La congelación salarial y el aumento del IRPF aumentan el interés en las ventajas sociales que ayudan a aumentar la capacidad adquisitiva. Seguros médicos o tickets de guardería, comida o transporte están exentos de tributación.

La congelación o mínima subida de salarios, junto a la subida del IRPF, ha reducido el poder adquisitivo de muchos trabajadores. Hasta ahora, los beneficios sociales que ofrecían algunas empresas, como tickets de comida o seguros médicos, eran vistos como un elemento de motivación. Ahora, además, cobran interés como un elemento de retribución que puede ayudar a mantener o aumentar la capacidad adquisitiva.

Según un estudio de Mercer, el 60% de las empresas ofrece alguna forma de elección de beneficios a los empleados y dos tercios del resto lo están valorando. “En el 2011 hubo un gran incremento de la retribución flexible, y en el 2012 se está viviendo un boom porque, en un contexto de mayor carga fiscal y menores incrementos salariales, tiene más sentido que nunca para mejorar la capacidad adquisitiva del empleado”, dice Rafael Barrilero, socio de Mercer.

La legislación fiscal española permite otorgar ventajas sociales a los trabajadores sin que supongan renta sujeta a tributación para estos, y además las empresas pueden deducírselas como gasto.
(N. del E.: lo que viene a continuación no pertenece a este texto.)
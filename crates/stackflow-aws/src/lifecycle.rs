//! Stack lifecycle driver
//!
//! Create-or-update and teardown of a single stack. Failure reasons come
//! verbatim from CloudFormation; rollback of partially-applied changes is
//! owned by the service, never attempted locally.

use crate::awscli::{AwsCli, UpdateOutcome};
use crate::error::{AwsError, Result};
use crate::waiter::{self, WaitConfig};
use stackflow_core::{
    OperationResult, Parameter, StackRequest, StackStatus, load_parameters, merge_override,
};

/// Drives one stack through apply/teardown
pub struct StackDriver {
    cli: AwsCli,
    wait: WaitConfig,
}

impl StackDriver {
    pub fn new(region: impl Into<String>) -> Self {
        Self {
            cli: AwsCli::new(region),
            wait: WaitConfig::default(),
        }
    }

    pub fn with_wait_config(mut self, wait: WaitConfig) -> Self {
        self.wait = wait;
        self
    }

    pub fn cli(&self) -> &AwsCli {
        &self.cli
    }

    /// Create or update the stack and block until a terminal state
    ///
    /// `overrides` are merged into the static parameter file (the WAF stack
    /// injects the resolved load-balancer ARN this way). A no-op update is
    /// success.
    pub async fn apply(
        &self,
        req: &StackRequest,
        overrides: &[Parameter],
    ) -> Result<OperationResult> {
        let mut params = load_parameters(&req.parameters_path)?;
        for over in overrides {
            merge_override(&mut params, &over.key, &over.value);
        }

        let exists = self.cli.describe_stack(&req.stack_name).await?.is_some();

        if exists {
            tracing::debug!("Stack {} exists, updating", req.stack_name);
            match self.cli.update_stack(req, &params).await? {
                UpdateOutcome::NoChanges => return Ok(OperationResult::NoOpChangeset),
                UpdateOutcome::Submitted => {}
            }
        } else {
            tracing::debug!("Stack {} not found, creating", req.stack_name);
            self.cli.create_stack(req, &params).await?;
        }

        let terminal = match waiter::wait_for_terminal(&self.cli, &req.stack_name, &self.wait).await
        {
            Ok(terminal) => terminal,
            Err(AwsError::WaitTimeout { .. }) => return Ok(OperationResult::TimedOut),
            Err(e) => return Err(e),
        };

        match terminal.status {
            StackStatus::CreateComplete => Ok(OperationResult::Created),
            StackStatus::UpdateComplete => Ok(OperationResult::Updated),
            status => Ok(OperationResult::Failed(failure_reason(
                &status,
                terminal.reason.as_deref(),
            ))),
        }
    }

    /// Delete the stack and block until it is gone
    ///
    /// Deleting an already-absent stack is a no-op success.
    pub async fn teardown(&self, req: &StackRequest) -> Result<OperationResult> {
        if self.cli.describe_stack(&req.stack_name).await?.is_none() {
            return Ok(OperationResult::AlreadyAbsent);
        }

        self.cli.delete_stack(&req.stack_name).await?;

        let terminal = match waiter::wait_for_terminal(&self.cli, &req.stack_name, &self.wait).await
        {
            Ok(terminal) => terminal,
            Err(AwsError::WaitTimeout { .. }) => return Ok(OperationResult::TimedOut),
            Err(e) => return Err(e),
        };

        match terminal.status {
            StackStatus::DeleteComplete => Ok(OperationResult::Deleted),
            status => Ok(OperationResult::Failed(failure_reason(
                &status,
                terminal.reason.as_deref(),
            ))),
        }
    }
}

fn failure_reason(status: &StackStatus, reason: Option<&str>) -> String {
    match reason {
        Some(reason) => format!("{}: {}", status, reason),
        None => status.to_string(),
    }
}
use crate::preflight;
use crate::progress::WaitProgress;
use crate::utils;
use colored::Colorize;
use stackflow_aws::resolve::find_output;
use stackflow_aws::wafv2::{WEB_ACL_ARN_FALLBACK, WEB_ACL_ARN_KEY};
use stackflow_aws::{StackDriver, logs, s3, wafv2};
use stackflow_core::{Environment, OperationResult, StackRequest};

/// Output keys under which the WAF stack exports its log bucket
const LOG_BUCKET_OUTPUT_KEY: &str = "WAFLogsBucket";
const LOG_BUCKET_OUTPUT_FALLBACK: &str = "LogBucketName";

pub async fn handle(
    environment: Environment,
    stack_name: Option<String>,
    region: Option<String>,
    force: bool,
) -> anyhow::Result<()> {
    let waf_req = StackRequest::waf(environment, stack_name, region.clone());
    let dashboard_req = StackRequest::waf_dashboard(environment, region);
    let driver = StackDriver::new(&waf_req.region);

    println!("{}", "Tearing down WAF stacks".yellow().bold());
    println!(
        "Stacks: {} then {}  Region: {}",
        dashboard_req.stack_name.cyan(),
        waf_req.stack_name.cyan(),
        waf_req.region.cyan()
    );

    println!();
    preflight::check_access(&driver).await?;

    if !utils::confirm(
        &format!(
            "This will delete stacks '{}' and '{}'. Continue?",
            dashboard_req.stack_name, waf_req.stack_name
        ),
        force,
    ) {
        println!("Cleanup cancelled");
        std::process::exit(1);
    }

    // The dashboard imports values exported by the WAF stack, so it must be
    // gone before the WAF stack deletion is submitted.
    println!();
    println!("{}", "[Step 1/5] Deleting dashboard stack".yellow());
    let spinner = WaitProgress::new(&format!(
        "Waiting for {} to delete...",
        dashboard_req.stack_name
    ));
    let result = driver.teardown(&dashboard_req).await;
    spinner.finish_and_clear();

    match result? {
        OperationResult::Failed(reason) => {
            anyhow::bail!("Dashboard stack deletion failed: {}", reason);
        }
        OperationResult::TimedOut => {
            anyhow::bail!(
                "Timed out waiting for stack {} to delete",
                dashboard_req.stack_name
            );
        }
        outcome => {
            println!("  ✓ Stack {}: {}", dashboard_req.stack_name.cyan(), outcome);
        }
    }

    // Associations block web-ACL deletion the same way a non-empty bucket
    // blocks bucket deletion. A vanished ACL or resource is only a warning.
    println!();
    println!("{}", "[Step 2/5] Disassociating web ACL".yellow());
    let waf_outputs = driver
        .cli()
        .stack_outputs(&waf_req.stack_name)
        .await
        .unwrap_or_default();
    match find_output(&waf_outputs, WEB_ACL_ARN_KEY, WEB_ACL_ARN_FALLBACK) {
        Some(web_acl_arn) => match wafv2::disassociate_all(driver.cli(), &web_acl_arn).await {
            Ok(count) => println!("  ✓ Disassociated {} resources", count),
            Err(e) => println!("  ⚠ Disassociation pass failed ({}), continuing", e),
        },
        None => println!("  ⚠ Stack exports no web ACL, skipping"),
    }

    println!();
    println!("{}", "[Step 3/5] Emptying WAF log bucket".yellow());
    match find_output(&waf_outputs, LOG_BUCKET_OUTPUT_KEY, LOG_BUCKET_OUTPUT_FALLBACK) {
        Some(bucket) => {
            let deleted = s3::empty_bucket(driver.cli(), &bucket).await?;
            println!("  ✓ Removed {} objects from {}", deleted, bucket.cyan());
        }
        None => println!("  ⚠ Stack exports no log bucket, skipping"),
    }

    println!();
    println!("{}", "[Step 4/5] Deleting WAF stack".yellow());
    let spinner = WaitProgress::new(&format!("Waiting for {} to delete...", waf_req.stack_name));
    let result = driver.teardown(&waf_req).await;
    spinner.finish_and_clear();

    match result? {
        OperationResult::Failed(reason) => {
            anyhow::bail!("WAF stack deletion failed: {}", reason);
        }
        OperationResult::TimedOut => {
            anyhow::bail!("Timed out waiting for stack {} to delete", waf_req.stack_name);
        }
        outcome => {
            println!("  ✓ Stack {}: {}", waf_req.stack_name.cyan(), outcome);
        }
    }

    // Firehose and Lambda create their log groups lazily; stack deletion
    // leaves them behind.
    println!();
    println!("{}", "[Step 5/5] Removing leftover log groups".yellow());
    let mut removed = 0;
    for prefix in [
        format!("/aws/kinesisfirehose/aws-waf-logs-{}", waf_req.environment),
        format!("/aws/lambda/{}", waf_req.stack_name),
    ] {
        removed += logs::delete_log_groups_with_prefix(driver.cli(), &prefix).await;
    }
    println!("  ✓ Removed {} log groups", removed);

    println!();
    println!("{}", "Cleanup complete".green().bold());
    Ok(())
}
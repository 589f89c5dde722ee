use indicatif::{ProgressBar, ProgressStyle};
use std::time::Duration;

/// Spinner shown while a stack operation is in flight
pub struct WaitProgress {
    progress_bar: ProgressBar,
}

impl WaitProgress {
    pub fn new(message: &str) -> Self {
        let pb = ProgressBar::new_spinner();
        pb.set_style(
            ProgressStyle::default_spinner()
                .template("{spinner:.green} [{elapsed_precise}] {msg}")
                .unwrap(),
        );
        pb.set_message(message.to_string());
        pb.enable_steady_tick(Duration::from_millis(120));

        Self { progress_bar: pb }
    }

    pub fn finish_and_clear(&self) {
        self.progress_bar.finish_and_clear();
    }
}
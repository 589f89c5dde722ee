//! AWS driver error types

use thiserror::Error;

#[derive(Error, Debug)]
pub enum AwsError {
    #[error("aws CLI not found. Please install: https://aws.amazon.com/cli/")]
    AwsCliNotFound,

    #[error("AWS credentials invalid or expired: {0}")]
    AuthenticationFailed(String),

    #[error("aws command failed: {0}")]
    CommandFailed(String),

    #[error("Template validation failed: {0}")]
    TemplateInvalid(String),

    #[error("Upstream stack '{0}' does not exist; deploy it before this stack")]
    UpstreamStackMissing(String),

    #[error(
        "Stack '{stack}' has no '{primary}' output (also tried '{fallback}'); \
         redeploy it with a version of the template that exports the load balancer"
    )]
    MissingCapability {
        stack: String,
        primary: String,
        fallback: String,
    },

    #[error("Timed out waiting for stack '{stack}' after {attempts} status checks")]
    WaitTimeout { stack: String, attempts: u32 },

    #[error("JSON parse error: {0}")]
    Json(#[from] serde_json::Error),

    #[error("IO error: {0}")]
    Io(#[from] std::io::Error),

    #[error(transparent)]
    Core(#[from] stackflow_core::CoreError),
}

pub type Result<T> = std::result::Result<T, AwsError>;
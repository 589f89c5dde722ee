//! aws CLI wrapper
//!
//! Wraps the `aws` CLI for CloudFormation operations. All commands run with
//! an explicit `--region` and `--output json`; responses are parsed into
//! typed structs.

use crate::error::{AwsError, Result};
use serde::{Deserialize, Serialize};
use stackflow_core::{Parameter, StackRequest, StackStatus, to_cli_args};
use std::path::Path;
use std::process::Stdio;
use tokio::process::Command;

/// aws CLI wrapper
pub struct AwsCli {
    region: String,
}

impl AwsCli {
    pub fn new(region: impl Into<String>) -> Self {
        Self {
            region: region.into(),
        }
    }

    pub fn region(&self) -> &str {
        &self.region
    }

    /// Check that the aws CLI is installed and credentials resolve
    pub async fn check_auth(&self) -> Result<CallerIdentity> {
        // Check if aws exists
        let which = Command::new("which").arg("aws").output().await?;

        if !which.status.success() {
            return Err(AwsError::AwsCliNotFound);
        }

        // Resolving the caller identity is the cheapest proof of valid
        // credentials.
        let output = self
            .run_command(&["sts", "get-caller-identity"])
            .await
            .map_err(|e| AwsError::AuthenticationFailed(e.to_string()))?;

        let identity: CallerIdentity = serde_json::from_str(&output)?;
        Ok(identity)
    }

    /// Run an aws command and return stdout
    async fn run_command(&self, args: &[&str]) -> Result<String> {
        let mut cmd = Command::new("aws");
        cmd.arg("--region").arg(&self.region);
        cmd.arg("--output").arg("json");
        cmd.args(args);
        cmd.stdout(Stdio::piped());
        cmd.stderr(Stdio::piped());

        tracing::debug!("Running: aws --region {} {}", self.region, args.join(" "));

        let output = cmd.output().await?;

        if !output.status.success() {
            let stderr = String::from_utf8_lossy(&output.stderr);
            return Err(AwsError::CommandFailed(stderr.trim().to_string()));
        }

        Ok(String::from_utf8_lossy(&output.stdout).to_string())
    }

    /// Validate a template against the CloudFormation service
    pub async fn validate_template(&self, template_path: &Path) -> Result<()> {
        let template_arg = format!("file://{}", template_path.display());
        self.run_command(&[
            "cloudformation",
            "validate-template",
            "--template-body",
            &template_arg,
        ])
        .await
        .map_err(|e| AwsError::TemplateInvalid(e.to_string()))?;
        Ok(())
    }

    /// Describe a stack, or None if it does not exist
    pub async fn describe_stack(&self, stack_name: &str) -> Result<Option<StackDescription>> {
        let result = self
            .run_command(&[
                "cloudformation",
                "describe-stacks",
                "--stack-name",
                stack_name,
            ])
            .await;

        match result {
            Ok(output) => {
                let response: DescribeStacksResponse = serde_json::from_str(&output)?;
                Ok(response.stacks.into_iter().next())
            }
            Err(AwsError::CommandFailed(stderr)) if is_stack_missing(&stderr) => Ok(None),
            Err(e) => Err(e),
        }
    }

    /// Submit a create-stack operation
    pub async fn create_stack(&self, req: &StackRequest, params: &[Parameter]) -> Result<()> {
        let template_arg = format!("file://{}", req.template_path.display());
        let param_args = to_cli_args(params);
        let tag_args: Vec<String> = req
            .tags()
            .iter()
            .map(|(k, v)| format!("Key={},Value={}", k, v))
            .collect();

        let mut args = vec![
            "cloudformation",
            "create-stack",
            "--stack-name",
            &req.stack_name,
            "--template-body",
            &template_arg,
            // The templates declare IAM-affecting resources.
            "--capabilities",
            "CAPABILITY_IAM",
            "CAPABILITY_NAMED_IAM",
        ];
        if !param_args.is_empty() {
            args.push("--parameters");
            args.extend(param_args.iter().map(|s| s.as_str()));
        }
        args.push("--tags");
        args.extend(tag_args.iter().map(|s| s.as_str()));

        self.run_command(&args).await?;
        Ok(())
    }

    /// Submit an update-stack operation
    ///
    /// An empty changeset is rejected by the CLI; that rejection is a
    /// success from the operator's point of view.
    pub async fn update_stack(
        &self,
        req: &StackRequest,
        params: &[Parameter],
    ) -> Result<UpdateOutcome> {
        let template_arg = format!("file://{}", req.template_path.display());
        let param_args = to_cli_args(params);
        let tag_args: Vec<String> = req
            .tags()
            .iter()
            .map(|(k, v)| format!("Key={},Value={}", k, v))
            .collect();

        let mut args = vec![
            "cloudformation",
            "update-stack",
            "--stack-name",
            &req.stack_name,
            "--template-body",
            &template_arg,
            "--capabilities",
            "CAPABILITY_IAM",
            "CAPABILITY_NAMED_IAM",
        ];
        if !param_args.is_empty() {
            args.push("--parameters");
            args.extend(param_args.iter().map(|s| s.as_str()));
        }
        args.push("--tags");
        args.extend(tag_args.iter().map(|s| s.as_str()));

        match self.run_command(&args).await {
            Ok(_) => Ok(UpdateOutcome::Submitted),
            Err(AwsError::CommandFailed(stderr)) if is_no_update_error(&stderr) => {
                Ok(UpdateOutcome::NoChanges)
            }
            Err(e) => Err(e),
        }
    }

    /// Submit a delete-stack operation
    pub async fn delete_stack(&self, stack_name: &str) -> Result<()> {
        self.run_command(&["cloudformation", "delete-stack", "--stack-name", stack_name])
            .await?;
        Ok(())
    }

    /// Fetch the declared outputs of a stack
    pub async fn stack_outputs(&self, stack_name: &str) -> Result<Vec<StackOutputEntry>> {
        let description = self.describe_stack(stack_name).await?;
        Ok(description
            .and_then(|d| d.outputs)
            .unwrap_or_default())
    }

    /// Run an arbitrary aws subcommand (s3api, wafv2, logs)
    pub(crate) async fn run(&self, args: &[&str]) -> Result<String> {
        self.run_command(args).await
    }
}

/// CloudFormation rejects describe/delete of unknown stacks with a
/// ValidationError naming the stack
pub(crate) fn is_stack_missing(stderr: &str) -> bool {
    stderr.contains("does not exist")
}

fn is_no_update_error(stderr: &str) -> bool {
    stderr.contains("No updates are to be performed")
}

/// Outcome of submitting an update-stack operation
#[derive(Debug, Clone, Copy, PartialEq, Eq)]
pub enum UpdateOutcome {
    /// Update accepted; poll for the terminal state
    Submitted,
    /// Empty changeset; nothing to wait for
    NoChanges,
}

/// Caller identity from `sts get-caller-identity`
#[derive(Debug, Clone, Serialize, Deserialize)]
pub struct CallerIdentity {
    #[serde(rename = "Account")]
    pub account: String,

    #[serde(rename = "Arn")]
    pub arn: String,

    #[serde(rename = "UserId")]
    pub user_id: Option<String>,
}

#[derive(Debug, Clone, Deserialize)]
struct DescribeStacksResponse {
    #[serde(rename = "Stacks")]
    stacks: Vec<StackDescription>,
}

/// Stack description from `describe-stacks`
#[derive(Debug, Clone, Deserialize)]
pub struct StackDescription {
    #[serde(rename = "StackName")]
    pub stack_name: String,

    #[serde(rename = "StackStatus")]
    pub stack_status: StackStatus,

    #[serde(rename = "StackStatusReason")]
    pub stack_status_reason: Option<String>,

    #[serde(rename = "Outputs")]
    pub outputs: Option<Vec<StackOutputEntry>>,
}

/// One declared stack output
#[derive(Debug, Clone, Serialize, Deserialize)]
pub struct StackOutputEntry {
    #[serde(rename = "OutputKey")]
    pub key: String,

    #[serde(rename = "OutputValue")]
    pub value: String,
}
Entre ellas figuran seguros médicos o tickets de restaurante. Así, ante la imposibilidad de ofrecer aumentos generosos de sueldo, algunas empresas optan por ofrecer beneficios de este tipo; otras ofrecen al empleado la posibilidad de sacrificar una parte de su sueldo para adquirir este tipo de beneficios, lo que supone una reducción en la nómina pero un aumento en la capacidad adquisitiva: “Si el trabajador percibe todo su salario en dinero, antes de comprar una serie de bienes y servicios habrá tenido que pagar el correspondiente IRPF; sin embargo, si la empresa, en lugar de satisfacerle el salario en dinero lo hace pagándole una serie de servicios que igualmente pagaría el trabajador, el gasto para la empresa será el mismo y además el trabajador se ahorrará los impuestos de esa parte de salario”, explican Francesc Guasch y David Gil, abogados fiscalistas de AYG Administrativo y Contable.

Por ejemplo, un trabajador con un hijo de 2 años y unos ingresos de 28.000 euros anuales pagaría un IRPF de 4.480 euros, por lo que percibiría 23.520 euros netos. Ese trabajador destina 6.450 euros anuales a guardería, seguros, menú diario en restaurantes, transporte y línea ADSL. Si mantuviera ese mismo salario de 28.000 euros, pero estos conceptos los recibiera como pago en especie por parte de su empresa (en forma de tickets restaurante, seguro médico pagado por la compañía...) y el resto (21.550 euros) en nómina, pagaría sólo 2.580 euros de IRPF. Es decir, el trabajador se ahorraría 1.900 euros, más de 150 al mes.

Según Edenred, firma creadora de beneficios tan populares como el Ticket Restaurante o el nuevo Ticket Transporte, un salario medio puede rendir hasta un 7% más si se cobra una parte en beneficios sociales. “Lo pueden solicitar las empresas o los propios empleados y, en contra de lo que se puede pensar, un 80% de los usuarios son pymes”, explica Manuel Asla, director de marketing de la firma, que asegura que el aumento del IRPF ha multiplicado el número de profesionales interesados en este tipo de productos.



Amplia variedad, pero con límites

La retribución en especies no puede superar el 30% de la remuneración total. Además, sus ventajas fiscales tienen límites según el tipo de beneficio. Uno de los principales beneficios sociales exentos de IRPF que prevé la actual legislación es la entrega de productos en economatos y similares a precios rebajados, siendo el ticket restaurante la fórmula más extendida. En este caso, el importe exento de IRPF es de 9 euros diarios. En los seguros médicos, están exentas de tributación las primas de mutuas privadas satisfechas por la empresa para sus trabajadores y su familia, con un límite de 500 euros anuales por cada miembro de la unidad familiar. La entrega a los trabajadores de acciones o participaciones gratis o por precio inferior al normal de mercado, está exenta hasta un límite de 12.000 euros anuales. Otros beneficios sociales con ventajas fiscales para el trabajador son los tickets destinados a la compra de billetes de transporte público (hasta 1.500 euros anuales), los cheques guardería, la adquisición de equipos informáticos y conexión a internet, o el uso de bienes destinados a servicios sociales y culturales del personal, como por ejemplo clubs deportivos.